#### Work instruction
Please restate exactly what appears in the records below from the first line to the line where "pub const fn from_bytes(bytes: [u8;" is, that line included.
*** Source records ***
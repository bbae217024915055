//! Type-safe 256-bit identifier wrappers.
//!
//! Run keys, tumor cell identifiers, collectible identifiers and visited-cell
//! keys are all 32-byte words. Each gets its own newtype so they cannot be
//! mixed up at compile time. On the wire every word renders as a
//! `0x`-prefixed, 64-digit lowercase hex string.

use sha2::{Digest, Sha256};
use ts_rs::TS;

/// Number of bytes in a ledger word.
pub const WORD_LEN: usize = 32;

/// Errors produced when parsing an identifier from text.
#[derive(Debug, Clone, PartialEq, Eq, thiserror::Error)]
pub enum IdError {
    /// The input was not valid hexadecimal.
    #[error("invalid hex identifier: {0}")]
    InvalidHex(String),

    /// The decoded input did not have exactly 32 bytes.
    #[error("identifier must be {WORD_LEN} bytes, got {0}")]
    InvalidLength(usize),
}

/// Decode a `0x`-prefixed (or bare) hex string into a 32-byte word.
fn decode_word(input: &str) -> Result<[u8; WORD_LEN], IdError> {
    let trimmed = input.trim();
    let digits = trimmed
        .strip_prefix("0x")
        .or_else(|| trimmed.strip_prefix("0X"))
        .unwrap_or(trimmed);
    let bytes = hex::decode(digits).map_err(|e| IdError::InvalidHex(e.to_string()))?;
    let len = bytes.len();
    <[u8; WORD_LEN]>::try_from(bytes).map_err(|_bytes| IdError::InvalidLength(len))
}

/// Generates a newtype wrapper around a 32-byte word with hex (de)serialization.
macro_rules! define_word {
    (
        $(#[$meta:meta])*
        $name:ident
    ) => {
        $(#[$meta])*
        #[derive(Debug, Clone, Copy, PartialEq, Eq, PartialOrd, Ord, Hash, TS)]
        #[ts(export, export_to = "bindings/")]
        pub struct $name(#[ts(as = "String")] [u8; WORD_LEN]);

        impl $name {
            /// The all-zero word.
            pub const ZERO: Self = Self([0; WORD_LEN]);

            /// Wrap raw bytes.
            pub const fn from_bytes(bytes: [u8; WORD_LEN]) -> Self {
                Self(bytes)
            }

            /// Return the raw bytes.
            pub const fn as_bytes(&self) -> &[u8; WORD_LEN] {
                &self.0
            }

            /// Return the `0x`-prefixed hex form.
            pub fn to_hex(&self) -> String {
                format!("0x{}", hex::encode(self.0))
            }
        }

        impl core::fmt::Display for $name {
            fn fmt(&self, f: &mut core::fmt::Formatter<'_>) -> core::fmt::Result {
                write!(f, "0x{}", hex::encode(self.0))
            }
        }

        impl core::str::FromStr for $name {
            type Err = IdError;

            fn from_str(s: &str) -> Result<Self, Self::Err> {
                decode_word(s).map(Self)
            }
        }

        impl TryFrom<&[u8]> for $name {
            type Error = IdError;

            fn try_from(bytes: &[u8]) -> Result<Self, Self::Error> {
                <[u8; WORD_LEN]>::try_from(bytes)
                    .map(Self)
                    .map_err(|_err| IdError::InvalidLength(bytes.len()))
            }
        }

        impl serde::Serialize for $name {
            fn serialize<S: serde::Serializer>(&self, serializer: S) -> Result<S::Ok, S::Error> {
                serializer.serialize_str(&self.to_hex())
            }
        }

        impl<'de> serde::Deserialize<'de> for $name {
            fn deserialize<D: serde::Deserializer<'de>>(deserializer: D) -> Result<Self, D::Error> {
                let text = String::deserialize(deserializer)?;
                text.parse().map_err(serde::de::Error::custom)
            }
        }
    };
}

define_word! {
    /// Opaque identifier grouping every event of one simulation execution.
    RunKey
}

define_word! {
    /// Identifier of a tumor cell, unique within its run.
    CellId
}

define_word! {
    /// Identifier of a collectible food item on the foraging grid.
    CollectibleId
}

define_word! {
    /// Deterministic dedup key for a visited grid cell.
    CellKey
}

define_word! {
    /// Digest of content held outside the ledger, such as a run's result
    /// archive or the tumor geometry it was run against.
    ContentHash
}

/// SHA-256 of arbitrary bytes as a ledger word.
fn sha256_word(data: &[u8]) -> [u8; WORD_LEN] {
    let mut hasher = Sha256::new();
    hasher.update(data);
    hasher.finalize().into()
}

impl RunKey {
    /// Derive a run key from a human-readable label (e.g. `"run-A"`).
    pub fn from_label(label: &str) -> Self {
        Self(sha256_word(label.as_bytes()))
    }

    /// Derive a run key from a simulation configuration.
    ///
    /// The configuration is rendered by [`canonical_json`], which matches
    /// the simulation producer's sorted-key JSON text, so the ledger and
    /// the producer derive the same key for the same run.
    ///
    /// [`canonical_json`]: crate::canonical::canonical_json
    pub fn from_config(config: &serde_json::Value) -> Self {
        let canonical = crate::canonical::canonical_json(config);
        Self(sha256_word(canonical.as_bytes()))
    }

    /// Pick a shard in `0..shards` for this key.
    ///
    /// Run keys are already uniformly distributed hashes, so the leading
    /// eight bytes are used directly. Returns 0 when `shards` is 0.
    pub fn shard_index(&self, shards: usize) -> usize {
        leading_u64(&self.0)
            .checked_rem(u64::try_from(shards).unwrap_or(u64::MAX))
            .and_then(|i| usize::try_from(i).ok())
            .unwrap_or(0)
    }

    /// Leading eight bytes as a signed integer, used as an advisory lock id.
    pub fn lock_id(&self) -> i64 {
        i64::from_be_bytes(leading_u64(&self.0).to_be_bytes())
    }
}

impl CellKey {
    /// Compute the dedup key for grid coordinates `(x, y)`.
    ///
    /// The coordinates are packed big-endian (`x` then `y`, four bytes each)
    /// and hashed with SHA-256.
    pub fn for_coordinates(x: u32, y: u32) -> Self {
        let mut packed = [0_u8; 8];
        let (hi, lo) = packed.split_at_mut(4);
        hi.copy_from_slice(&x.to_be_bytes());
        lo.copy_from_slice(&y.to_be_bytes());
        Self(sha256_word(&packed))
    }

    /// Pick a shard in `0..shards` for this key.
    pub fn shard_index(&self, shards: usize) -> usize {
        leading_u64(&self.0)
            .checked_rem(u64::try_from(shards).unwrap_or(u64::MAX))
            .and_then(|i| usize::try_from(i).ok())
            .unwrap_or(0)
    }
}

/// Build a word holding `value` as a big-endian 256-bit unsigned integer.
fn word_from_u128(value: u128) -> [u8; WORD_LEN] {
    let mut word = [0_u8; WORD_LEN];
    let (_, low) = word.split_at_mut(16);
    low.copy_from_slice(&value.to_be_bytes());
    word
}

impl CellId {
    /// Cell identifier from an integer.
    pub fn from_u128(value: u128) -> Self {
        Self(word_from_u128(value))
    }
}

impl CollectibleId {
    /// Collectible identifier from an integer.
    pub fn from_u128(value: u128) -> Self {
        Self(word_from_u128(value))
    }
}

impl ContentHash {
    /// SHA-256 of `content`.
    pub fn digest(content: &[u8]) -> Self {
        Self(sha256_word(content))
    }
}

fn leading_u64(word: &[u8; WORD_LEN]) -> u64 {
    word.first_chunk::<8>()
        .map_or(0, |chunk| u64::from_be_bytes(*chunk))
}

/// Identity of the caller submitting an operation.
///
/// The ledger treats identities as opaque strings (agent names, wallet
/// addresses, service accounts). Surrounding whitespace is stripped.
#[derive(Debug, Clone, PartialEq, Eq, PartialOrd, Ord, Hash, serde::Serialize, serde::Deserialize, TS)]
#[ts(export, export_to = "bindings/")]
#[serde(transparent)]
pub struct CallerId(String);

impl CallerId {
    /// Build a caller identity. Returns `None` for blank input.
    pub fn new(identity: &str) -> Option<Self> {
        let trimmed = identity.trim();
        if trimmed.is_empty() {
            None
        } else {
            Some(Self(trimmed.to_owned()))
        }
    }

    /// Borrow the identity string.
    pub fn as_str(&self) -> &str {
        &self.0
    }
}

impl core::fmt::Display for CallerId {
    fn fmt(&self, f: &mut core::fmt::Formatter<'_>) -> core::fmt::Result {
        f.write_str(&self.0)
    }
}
***
#### Output of the exercise
repository bbae217024915055
//! Type-safe 256-bit identifier wrappers.
//!
//! Run keys, tumor cell identifiers, collectible identifiers and visited-cell
//! keys are all 32-byte words. Each gets its own newtype so they cannot be
//! mixed up at compile time. On the wire every word renders as a
//! `0x`-prefixed, 64-digit lowercase hex string.

use sha2::{Digest, Sha256};
use ts_rs::TS;

/// Number of bytes in a ledger word.
pub const WORD_LEN: usize = 32;

/// Errors produced when parsing an identifier from text.
#[derive(Debug, Clone, PartialEq, Eq, thiserror::Error)]
pub enum IdError {
    /// The input was not valid hexadecimal.
    #[error("invalid hex identifier: {0}")]
    InvalidHex(String),

    /// The decoded input did not have exactly 32 bytes.
    #[error("identifier must be {WORD_LEN} bytes, got {0}")]
    InvalidLength(usize),
}

/// Decode a `0x`-prefixed (or bare) hex string into a 32-byte word.
fn decode_word(input: &str) -> Result<[u8; WORD_LEN], IdError> {
    let trimmed = input.trim();
    let digits = trimmed
        .strip_prefix("0x")
        .or_else(|| trimmed.strip_prefix("0X"))
        .unwrap_or(trimmed);
    let bytes = hex::decode(digits).map_err(|e| IdError::InvalidHex(e.to_string()))?;
    let len = bytes.len();
    <[u8; WORD_LEN]>::try_from(bytes).map_err(|_bytes| IdError::InvalidLength(len))
}

/// Generates a newtype wrapper around a 32-byte word with hex (de)serialization.
macro_rules! define_word {
    (
        $(#[$meta:meta])*
        $name:ident
    ) => {
        $(#[$meta])*
        #[derive(Debug, Clone, Copy, PartialEq, Eq, PartialOrd, Ord, Hash, TS)]
        #[ts(export, export_to = "bindings/")]
        pub struct $name(#[ts(as = "String")] [u8; WORD_LEN]);

        impl $name {
            /// The all-zero word.
            pub const ZERO: Self = Self([0; WORD_LEN]);

            /// Wrap raw bytes.
            pub const fn from_bytes(bytes: [u8; WORD_LEN]) -> Self {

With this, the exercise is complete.